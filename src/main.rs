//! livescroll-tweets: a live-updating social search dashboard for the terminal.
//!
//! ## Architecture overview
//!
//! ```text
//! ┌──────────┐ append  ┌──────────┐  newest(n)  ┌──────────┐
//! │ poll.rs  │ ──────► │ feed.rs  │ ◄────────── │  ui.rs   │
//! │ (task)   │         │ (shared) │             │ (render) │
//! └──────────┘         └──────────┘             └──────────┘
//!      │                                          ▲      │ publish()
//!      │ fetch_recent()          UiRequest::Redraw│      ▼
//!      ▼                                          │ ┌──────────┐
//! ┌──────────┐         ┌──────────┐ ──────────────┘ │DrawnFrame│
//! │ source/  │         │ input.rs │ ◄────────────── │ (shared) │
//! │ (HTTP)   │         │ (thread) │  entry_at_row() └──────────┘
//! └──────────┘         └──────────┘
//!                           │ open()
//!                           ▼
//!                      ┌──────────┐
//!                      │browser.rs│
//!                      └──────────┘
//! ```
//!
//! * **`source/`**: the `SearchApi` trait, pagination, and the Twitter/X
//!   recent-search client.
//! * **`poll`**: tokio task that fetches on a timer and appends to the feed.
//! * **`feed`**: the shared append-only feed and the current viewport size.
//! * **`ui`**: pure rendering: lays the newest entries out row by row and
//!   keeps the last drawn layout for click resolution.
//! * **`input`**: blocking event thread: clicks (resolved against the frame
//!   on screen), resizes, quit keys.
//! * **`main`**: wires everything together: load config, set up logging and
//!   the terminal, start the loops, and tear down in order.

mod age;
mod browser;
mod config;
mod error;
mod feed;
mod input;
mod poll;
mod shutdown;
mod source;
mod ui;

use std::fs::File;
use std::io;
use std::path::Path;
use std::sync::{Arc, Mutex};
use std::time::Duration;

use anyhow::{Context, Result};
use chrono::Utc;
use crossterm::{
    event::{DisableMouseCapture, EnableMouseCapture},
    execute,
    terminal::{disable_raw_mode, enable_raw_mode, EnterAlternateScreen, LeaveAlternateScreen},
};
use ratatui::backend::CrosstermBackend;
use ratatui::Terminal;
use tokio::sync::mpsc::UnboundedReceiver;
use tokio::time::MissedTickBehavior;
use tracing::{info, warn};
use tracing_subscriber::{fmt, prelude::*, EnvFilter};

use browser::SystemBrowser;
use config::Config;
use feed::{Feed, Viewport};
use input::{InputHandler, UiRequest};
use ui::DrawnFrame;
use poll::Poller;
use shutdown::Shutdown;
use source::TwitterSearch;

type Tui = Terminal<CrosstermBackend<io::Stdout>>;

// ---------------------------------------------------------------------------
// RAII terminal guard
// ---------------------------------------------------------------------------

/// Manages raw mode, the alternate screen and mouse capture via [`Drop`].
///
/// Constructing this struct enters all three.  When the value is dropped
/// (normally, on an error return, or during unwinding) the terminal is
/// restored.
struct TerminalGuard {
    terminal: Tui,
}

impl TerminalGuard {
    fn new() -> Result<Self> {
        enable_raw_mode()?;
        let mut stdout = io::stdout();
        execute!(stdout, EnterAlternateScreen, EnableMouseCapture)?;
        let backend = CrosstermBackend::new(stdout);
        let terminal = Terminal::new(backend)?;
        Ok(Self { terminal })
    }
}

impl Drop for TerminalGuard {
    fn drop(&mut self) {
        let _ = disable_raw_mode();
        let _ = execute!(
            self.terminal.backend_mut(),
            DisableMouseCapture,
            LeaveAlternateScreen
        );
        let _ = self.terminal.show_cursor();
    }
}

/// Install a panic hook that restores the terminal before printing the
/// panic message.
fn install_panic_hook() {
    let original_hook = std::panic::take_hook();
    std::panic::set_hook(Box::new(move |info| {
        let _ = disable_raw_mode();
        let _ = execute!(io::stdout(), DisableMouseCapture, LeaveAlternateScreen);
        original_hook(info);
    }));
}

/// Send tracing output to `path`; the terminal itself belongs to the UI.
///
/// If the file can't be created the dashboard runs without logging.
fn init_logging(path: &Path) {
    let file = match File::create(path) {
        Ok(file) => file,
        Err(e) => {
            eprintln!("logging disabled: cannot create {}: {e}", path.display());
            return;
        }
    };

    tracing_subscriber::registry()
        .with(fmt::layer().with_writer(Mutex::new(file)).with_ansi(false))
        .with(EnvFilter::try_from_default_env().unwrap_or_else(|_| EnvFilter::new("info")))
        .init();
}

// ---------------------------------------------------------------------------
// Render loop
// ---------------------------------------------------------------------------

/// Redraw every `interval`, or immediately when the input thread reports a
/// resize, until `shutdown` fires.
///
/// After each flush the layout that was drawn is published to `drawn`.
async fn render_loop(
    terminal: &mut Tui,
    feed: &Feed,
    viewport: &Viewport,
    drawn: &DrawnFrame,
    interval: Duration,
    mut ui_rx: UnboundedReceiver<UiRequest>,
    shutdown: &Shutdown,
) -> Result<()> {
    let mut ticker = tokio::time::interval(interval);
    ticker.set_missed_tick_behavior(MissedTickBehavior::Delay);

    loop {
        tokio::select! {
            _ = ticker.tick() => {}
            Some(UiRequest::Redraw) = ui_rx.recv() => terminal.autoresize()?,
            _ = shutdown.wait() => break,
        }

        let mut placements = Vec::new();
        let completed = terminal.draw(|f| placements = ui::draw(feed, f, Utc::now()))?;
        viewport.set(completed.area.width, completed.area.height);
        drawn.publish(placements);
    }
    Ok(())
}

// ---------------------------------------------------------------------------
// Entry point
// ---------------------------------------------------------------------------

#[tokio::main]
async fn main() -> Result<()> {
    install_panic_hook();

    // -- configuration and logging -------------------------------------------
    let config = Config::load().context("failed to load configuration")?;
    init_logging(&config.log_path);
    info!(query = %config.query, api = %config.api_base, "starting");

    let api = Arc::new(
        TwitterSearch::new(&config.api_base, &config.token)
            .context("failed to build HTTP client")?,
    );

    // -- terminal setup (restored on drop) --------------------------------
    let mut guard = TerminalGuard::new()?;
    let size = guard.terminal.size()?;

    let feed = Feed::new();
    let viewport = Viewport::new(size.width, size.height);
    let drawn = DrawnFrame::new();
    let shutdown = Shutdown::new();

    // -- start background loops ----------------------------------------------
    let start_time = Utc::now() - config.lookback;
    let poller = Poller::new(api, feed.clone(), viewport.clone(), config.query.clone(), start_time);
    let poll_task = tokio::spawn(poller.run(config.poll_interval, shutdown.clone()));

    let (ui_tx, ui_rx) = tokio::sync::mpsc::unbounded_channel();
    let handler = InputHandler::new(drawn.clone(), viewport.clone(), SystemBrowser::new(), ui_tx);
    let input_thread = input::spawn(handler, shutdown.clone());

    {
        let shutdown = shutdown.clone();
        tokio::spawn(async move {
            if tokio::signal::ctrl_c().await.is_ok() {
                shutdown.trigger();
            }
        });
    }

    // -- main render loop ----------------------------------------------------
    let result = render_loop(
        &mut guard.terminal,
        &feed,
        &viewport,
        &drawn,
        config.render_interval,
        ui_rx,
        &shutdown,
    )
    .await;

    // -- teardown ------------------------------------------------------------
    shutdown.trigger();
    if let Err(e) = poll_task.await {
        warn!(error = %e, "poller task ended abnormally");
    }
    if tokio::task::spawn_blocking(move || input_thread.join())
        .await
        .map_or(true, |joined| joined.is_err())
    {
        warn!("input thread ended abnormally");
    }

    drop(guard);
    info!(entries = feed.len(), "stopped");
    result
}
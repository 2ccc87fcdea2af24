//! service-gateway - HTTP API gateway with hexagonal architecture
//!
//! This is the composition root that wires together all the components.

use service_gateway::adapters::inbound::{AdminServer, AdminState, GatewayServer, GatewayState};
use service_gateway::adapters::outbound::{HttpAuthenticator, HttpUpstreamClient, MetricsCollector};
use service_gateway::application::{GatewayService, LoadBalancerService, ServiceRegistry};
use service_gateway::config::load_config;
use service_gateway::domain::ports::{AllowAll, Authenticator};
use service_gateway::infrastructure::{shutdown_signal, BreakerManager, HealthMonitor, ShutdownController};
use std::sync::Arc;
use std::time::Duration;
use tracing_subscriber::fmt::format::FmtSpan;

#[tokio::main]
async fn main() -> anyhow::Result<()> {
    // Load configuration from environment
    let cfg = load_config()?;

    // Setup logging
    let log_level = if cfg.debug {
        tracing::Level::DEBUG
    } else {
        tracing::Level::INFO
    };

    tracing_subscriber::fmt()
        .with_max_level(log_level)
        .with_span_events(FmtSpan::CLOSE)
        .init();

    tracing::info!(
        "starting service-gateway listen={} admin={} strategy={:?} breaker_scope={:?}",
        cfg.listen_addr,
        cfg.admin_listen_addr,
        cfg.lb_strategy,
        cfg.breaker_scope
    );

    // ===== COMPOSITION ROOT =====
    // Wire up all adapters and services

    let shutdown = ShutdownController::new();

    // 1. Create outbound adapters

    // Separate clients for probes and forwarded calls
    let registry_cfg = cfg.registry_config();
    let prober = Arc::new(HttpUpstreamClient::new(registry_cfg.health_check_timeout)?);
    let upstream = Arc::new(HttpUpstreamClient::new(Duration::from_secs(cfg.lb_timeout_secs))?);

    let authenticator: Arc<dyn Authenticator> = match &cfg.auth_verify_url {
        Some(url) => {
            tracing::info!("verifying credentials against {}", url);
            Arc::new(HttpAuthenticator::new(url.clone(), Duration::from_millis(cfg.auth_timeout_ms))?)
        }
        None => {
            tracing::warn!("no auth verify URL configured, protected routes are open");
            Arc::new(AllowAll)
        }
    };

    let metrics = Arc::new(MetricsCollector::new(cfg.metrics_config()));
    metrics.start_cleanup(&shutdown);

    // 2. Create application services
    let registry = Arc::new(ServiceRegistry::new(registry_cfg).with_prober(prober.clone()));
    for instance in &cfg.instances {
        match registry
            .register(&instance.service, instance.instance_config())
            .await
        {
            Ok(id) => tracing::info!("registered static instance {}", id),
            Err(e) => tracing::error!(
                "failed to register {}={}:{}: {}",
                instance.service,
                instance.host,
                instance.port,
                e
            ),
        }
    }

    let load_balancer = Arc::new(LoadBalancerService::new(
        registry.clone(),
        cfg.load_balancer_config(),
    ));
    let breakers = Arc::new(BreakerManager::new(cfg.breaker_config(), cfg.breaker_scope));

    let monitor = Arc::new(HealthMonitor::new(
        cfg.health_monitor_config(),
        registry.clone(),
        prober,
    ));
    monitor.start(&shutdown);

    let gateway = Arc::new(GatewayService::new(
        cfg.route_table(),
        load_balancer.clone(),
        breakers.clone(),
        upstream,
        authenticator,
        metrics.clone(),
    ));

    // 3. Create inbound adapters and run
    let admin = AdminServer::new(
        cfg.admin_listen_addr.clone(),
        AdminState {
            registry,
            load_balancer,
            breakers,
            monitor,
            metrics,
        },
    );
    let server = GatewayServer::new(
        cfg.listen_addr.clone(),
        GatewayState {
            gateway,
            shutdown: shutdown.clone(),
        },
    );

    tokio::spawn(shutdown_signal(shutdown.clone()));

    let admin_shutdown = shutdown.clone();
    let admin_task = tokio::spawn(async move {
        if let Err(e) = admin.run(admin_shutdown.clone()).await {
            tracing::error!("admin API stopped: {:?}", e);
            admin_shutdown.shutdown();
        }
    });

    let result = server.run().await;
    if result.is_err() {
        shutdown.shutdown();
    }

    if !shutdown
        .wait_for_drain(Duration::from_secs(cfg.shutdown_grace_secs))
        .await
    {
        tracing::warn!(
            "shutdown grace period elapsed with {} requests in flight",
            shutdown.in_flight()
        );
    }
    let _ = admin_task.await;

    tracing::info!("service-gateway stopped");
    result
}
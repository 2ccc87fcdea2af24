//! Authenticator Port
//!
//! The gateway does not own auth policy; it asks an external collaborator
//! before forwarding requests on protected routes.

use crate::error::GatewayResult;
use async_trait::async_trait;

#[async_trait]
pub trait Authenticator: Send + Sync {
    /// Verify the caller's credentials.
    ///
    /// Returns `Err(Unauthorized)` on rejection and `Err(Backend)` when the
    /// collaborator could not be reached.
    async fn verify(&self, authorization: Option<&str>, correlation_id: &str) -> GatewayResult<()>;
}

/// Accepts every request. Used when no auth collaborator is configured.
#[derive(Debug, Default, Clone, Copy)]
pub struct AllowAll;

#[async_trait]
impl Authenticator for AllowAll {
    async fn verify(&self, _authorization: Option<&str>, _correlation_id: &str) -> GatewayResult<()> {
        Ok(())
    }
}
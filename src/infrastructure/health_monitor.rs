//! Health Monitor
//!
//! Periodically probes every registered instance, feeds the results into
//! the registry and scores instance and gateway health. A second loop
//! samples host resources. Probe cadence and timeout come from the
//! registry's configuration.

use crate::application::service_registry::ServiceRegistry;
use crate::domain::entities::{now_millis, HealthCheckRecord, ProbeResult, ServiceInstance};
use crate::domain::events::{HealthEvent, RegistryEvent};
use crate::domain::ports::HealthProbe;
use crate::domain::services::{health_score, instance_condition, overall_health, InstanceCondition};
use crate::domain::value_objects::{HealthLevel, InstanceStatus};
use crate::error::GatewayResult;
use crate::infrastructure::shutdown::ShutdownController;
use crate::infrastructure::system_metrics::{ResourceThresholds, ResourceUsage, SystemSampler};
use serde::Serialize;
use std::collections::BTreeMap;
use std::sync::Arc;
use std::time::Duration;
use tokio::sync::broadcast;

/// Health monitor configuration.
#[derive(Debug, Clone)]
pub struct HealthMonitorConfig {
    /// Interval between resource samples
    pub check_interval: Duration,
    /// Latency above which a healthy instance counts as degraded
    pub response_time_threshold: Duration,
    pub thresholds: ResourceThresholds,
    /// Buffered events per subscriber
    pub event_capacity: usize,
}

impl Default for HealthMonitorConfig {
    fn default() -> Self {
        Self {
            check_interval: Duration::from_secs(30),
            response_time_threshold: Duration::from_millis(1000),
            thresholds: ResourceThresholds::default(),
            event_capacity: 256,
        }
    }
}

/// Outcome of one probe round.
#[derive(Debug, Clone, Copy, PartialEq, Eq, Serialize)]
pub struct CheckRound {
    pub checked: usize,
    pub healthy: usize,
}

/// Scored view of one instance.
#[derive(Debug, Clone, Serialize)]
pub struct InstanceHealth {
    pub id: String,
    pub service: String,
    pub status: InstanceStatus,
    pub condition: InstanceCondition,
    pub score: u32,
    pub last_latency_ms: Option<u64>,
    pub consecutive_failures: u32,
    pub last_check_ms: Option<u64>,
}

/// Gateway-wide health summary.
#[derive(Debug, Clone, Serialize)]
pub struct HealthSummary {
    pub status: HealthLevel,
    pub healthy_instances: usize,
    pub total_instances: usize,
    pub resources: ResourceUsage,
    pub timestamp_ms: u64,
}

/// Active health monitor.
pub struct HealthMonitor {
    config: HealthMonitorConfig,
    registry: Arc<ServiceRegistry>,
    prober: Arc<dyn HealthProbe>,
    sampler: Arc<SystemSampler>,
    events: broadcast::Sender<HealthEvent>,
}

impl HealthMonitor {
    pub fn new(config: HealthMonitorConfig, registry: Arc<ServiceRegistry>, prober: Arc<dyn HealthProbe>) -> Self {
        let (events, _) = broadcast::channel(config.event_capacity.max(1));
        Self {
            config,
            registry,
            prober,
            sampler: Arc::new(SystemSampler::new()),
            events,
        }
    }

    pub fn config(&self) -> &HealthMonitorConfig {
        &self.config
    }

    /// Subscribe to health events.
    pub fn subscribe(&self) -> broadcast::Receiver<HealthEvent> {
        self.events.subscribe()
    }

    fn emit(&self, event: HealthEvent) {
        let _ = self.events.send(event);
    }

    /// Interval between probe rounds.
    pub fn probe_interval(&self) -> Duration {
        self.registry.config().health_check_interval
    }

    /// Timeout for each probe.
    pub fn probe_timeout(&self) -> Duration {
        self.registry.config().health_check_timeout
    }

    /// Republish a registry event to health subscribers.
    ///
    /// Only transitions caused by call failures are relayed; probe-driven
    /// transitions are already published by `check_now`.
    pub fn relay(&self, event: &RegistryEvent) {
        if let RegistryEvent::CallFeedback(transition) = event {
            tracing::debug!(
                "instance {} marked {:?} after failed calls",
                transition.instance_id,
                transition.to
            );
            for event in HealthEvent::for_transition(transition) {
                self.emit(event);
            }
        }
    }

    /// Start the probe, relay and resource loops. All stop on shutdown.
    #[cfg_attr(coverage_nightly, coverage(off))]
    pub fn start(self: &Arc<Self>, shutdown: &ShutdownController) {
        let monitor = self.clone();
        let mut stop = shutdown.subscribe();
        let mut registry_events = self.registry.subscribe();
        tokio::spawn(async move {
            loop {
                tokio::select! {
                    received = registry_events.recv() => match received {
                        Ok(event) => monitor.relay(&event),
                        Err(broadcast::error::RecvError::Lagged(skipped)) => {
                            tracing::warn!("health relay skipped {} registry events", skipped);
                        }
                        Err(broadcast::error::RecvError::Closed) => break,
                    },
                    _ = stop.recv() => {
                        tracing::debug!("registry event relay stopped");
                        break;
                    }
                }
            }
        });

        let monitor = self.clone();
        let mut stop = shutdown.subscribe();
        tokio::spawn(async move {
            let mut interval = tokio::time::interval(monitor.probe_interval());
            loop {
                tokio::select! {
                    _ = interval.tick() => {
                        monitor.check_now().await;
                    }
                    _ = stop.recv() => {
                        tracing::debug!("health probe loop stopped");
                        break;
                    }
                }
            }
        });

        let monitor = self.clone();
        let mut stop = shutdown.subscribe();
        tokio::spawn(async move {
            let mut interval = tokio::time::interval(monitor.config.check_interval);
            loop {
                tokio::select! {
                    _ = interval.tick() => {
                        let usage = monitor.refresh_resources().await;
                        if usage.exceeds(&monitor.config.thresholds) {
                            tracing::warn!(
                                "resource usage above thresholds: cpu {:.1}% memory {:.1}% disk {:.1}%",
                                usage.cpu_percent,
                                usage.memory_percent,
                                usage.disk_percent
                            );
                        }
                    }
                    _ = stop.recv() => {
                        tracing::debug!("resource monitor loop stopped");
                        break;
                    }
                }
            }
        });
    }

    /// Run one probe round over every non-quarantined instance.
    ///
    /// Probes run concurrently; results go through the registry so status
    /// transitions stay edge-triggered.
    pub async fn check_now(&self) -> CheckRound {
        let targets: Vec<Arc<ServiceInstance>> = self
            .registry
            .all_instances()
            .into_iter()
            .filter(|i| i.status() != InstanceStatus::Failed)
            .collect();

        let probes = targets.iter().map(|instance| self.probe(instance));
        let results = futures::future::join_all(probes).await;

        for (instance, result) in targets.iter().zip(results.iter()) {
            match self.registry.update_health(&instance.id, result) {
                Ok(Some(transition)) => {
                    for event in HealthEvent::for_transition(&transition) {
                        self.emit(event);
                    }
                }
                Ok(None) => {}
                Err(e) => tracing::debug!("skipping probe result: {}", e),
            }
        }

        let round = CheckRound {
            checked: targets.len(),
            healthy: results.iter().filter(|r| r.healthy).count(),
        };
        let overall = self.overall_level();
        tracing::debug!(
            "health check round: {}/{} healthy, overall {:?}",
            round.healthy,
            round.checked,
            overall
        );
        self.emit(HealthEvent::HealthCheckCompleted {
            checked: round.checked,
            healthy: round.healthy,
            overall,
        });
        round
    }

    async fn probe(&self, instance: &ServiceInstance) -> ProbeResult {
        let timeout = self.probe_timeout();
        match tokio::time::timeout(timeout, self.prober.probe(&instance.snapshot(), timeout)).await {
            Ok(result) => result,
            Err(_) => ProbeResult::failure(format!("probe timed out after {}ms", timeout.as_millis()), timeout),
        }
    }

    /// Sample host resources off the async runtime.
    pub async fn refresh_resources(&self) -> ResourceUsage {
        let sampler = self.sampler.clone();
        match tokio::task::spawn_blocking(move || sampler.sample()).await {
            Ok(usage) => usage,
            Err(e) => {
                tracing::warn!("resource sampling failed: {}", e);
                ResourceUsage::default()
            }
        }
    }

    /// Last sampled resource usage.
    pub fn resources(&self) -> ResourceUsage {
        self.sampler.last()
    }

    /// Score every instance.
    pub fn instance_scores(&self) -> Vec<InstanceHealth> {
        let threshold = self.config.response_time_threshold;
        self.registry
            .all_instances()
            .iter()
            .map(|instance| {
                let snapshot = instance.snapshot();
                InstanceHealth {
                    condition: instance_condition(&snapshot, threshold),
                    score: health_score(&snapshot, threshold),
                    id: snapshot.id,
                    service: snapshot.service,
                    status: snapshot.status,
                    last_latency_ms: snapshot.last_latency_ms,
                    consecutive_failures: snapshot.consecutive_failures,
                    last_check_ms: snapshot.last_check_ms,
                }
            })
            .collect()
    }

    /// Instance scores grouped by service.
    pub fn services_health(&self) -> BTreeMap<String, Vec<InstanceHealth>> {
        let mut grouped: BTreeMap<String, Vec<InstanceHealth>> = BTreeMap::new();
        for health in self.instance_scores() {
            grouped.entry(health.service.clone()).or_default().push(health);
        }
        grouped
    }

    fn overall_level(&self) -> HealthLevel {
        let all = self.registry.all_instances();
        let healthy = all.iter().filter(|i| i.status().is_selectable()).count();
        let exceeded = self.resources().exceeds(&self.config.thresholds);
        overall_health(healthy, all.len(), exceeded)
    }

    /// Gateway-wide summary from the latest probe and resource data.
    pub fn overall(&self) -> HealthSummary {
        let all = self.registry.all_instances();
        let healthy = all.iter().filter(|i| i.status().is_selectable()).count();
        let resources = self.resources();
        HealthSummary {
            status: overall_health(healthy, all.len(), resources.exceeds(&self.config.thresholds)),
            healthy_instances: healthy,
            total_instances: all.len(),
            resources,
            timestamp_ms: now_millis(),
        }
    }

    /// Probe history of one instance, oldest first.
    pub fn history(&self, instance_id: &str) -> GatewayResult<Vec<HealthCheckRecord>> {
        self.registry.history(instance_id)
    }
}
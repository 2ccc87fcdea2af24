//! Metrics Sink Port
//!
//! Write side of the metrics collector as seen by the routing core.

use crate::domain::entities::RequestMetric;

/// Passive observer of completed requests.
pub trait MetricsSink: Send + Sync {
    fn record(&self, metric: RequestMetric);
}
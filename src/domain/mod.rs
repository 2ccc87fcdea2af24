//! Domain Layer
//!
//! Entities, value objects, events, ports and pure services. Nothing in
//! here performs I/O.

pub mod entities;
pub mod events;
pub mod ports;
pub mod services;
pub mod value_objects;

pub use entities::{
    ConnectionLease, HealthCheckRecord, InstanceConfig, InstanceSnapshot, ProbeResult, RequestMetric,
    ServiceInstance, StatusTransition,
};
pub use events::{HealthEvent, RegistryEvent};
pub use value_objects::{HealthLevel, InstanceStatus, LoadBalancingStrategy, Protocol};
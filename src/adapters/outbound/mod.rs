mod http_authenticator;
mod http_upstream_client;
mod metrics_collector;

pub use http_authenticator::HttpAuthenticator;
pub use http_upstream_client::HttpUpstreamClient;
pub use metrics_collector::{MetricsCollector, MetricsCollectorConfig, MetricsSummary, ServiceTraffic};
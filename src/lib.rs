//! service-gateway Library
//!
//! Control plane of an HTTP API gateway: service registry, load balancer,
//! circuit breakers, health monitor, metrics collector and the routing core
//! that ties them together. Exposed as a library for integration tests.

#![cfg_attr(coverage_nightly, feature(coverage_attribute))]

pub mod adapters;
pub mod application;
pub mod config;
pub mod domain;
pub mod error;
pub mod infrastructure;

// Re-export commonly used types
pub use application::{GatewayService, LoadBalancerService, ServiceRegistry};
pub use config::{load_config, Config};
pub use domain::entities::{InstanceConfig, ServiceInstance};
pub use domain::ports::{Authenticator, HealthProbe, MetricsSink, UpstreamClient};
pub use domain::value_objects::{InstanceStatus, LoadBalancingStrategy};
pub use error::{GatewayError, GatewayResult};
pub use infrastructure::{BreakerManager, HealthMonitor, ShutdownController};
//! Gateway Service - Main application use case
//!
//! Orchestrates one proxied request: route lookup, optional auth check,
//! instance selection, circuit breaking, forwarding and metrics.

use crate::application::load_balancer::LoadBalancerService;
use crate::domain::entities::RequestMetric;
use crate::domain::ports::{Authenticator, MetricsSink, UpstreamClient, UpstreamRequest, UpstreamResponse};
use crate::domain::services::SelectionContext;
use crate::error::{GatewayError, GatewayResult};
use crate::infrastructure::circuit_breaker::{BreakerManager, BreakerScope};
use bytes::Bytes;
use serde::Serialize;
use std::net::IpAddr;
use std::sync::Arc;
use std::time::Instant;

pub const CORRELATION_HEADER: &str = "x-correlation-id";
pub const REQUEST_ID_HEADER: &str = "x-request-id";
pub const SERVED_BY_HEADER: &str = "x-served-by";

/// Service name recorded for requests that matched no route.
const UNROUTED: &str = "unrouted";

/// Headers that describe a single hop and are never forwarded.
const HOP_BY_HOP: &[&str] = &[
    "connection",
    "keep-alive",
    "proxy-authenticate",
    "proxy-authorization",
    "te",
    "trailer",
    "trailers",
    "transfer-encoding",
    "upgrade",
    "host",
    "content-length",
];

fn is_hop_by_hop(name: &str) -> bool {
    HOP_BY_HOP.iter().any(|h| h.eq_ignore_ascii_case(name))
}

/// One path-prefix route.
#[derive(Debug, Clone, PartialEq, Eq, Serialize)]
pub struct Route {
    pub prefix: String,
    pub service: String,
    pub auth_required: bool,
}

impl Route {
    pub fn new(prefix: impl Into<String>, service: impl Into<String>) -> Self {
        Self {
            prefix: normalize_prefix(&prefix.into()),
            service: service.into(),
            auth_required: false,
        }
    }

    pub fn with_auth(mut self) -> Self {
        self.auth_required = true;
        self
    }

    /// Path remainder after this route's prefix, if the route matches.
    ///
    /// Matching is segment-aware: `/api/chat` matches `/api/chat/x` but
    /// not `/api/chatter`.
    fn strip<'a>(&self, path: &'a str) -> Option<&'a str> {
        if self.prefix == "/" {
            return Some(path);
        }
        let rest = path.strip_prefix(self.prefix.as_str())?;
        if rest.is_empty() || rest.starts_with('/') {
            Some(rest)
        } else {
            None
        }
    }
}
• • •
**Task to complete**
Whenever the word "DrawnFrame" shows up in a line of the entries, copy that line.

**Response to this exercise**
//! ┌──────────┐         ┌──────────┐ ──────────────┘ │DrawnFrame│
use ui::DrawnFrame;
    drawn: &DrawnFrame,
    let drawn = DrawnFrame::new();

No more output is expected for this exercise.